- Records from a dataset -
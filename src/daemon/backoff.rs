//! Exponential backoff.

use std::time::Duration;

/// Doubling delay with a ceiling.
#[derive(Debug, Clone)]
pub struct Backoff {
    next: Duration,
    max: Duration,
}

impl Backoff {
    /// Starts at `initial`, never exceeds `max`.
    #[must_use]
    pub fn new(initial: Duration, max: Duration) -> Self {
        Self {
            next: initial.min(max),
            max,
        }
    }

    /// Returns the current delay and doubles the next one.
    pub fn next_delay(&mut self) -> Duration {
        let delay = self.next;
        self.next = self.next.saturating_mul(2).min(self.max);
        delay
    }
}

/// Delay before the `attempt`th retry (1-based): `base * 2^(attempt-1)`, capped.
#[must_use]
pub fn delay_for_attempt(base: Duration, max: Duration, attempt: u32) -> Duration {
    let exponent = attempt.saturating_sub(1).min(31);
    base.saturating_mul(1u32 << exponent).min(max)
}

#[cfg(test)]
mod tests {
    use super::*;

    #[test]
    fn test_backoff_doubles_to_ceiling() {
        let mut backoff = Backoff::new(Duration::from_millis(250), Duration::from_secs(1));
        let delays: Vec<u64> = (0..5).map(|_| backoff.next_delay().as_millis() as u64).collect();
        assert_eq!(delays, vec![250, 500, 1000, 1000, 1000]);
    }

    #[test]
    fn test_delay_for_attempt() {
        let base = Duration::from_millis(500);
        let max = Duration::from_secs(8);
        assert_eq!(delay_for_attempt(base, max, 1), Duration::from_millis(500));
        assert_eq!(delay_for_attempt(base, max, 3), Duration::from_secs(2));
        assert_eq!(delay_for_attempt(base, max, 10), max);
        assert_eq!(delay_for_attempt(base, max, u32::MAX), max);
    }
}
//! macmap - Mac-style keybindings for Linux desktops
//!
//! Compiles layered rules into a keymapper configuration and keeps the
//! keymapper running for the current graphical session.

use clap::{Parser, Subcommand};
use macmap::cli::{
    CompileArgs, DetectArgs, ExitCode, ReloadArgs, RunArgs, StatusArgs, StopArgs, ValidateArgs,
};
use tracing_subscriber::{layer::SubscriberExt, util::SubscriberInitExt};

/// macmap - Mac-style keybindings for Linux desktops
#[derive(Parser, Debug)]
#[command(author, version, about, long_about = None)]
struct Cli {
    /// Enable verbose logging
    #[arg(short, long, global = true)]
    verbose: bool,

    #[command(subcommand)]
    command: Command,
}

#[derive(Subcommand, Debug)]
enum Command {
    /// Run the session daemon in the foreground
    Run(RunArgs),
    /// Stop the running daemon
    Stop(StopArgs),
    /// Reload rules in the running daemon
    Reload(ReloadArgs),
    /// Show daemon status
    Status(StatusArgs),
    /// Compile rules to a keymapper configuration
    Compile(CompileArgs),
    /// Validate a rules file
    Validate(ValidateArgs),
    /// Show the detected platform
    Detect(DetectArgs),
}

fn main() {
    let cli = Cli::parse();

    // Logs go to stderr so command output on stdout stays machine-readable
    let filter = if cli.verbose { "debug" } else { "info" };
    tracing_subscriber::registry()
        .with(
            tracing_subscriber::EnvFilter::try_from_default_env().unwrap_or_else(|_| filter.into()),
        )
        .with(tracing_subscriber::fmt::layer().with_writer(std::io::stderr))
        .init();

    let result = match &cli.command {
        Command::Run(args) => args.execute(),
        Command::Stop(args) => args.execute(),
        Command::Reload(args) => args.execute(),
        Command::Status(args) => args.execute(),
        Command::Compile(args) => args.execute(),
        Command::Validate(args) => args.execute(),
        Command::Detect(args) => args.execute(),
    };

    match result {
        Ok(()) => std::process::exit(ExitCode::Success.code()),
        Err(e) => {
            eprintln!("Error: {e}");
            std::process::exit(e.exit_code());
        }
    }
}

- How to complete this task -
Copy every line in the entries above that has the string "stderr" in it.

- Response area -
    // Logs go to stderr so command output on stdout stays machine-readable
        .with(tracing_subscriber::fmt::layer().with_writer(std::io::stderr))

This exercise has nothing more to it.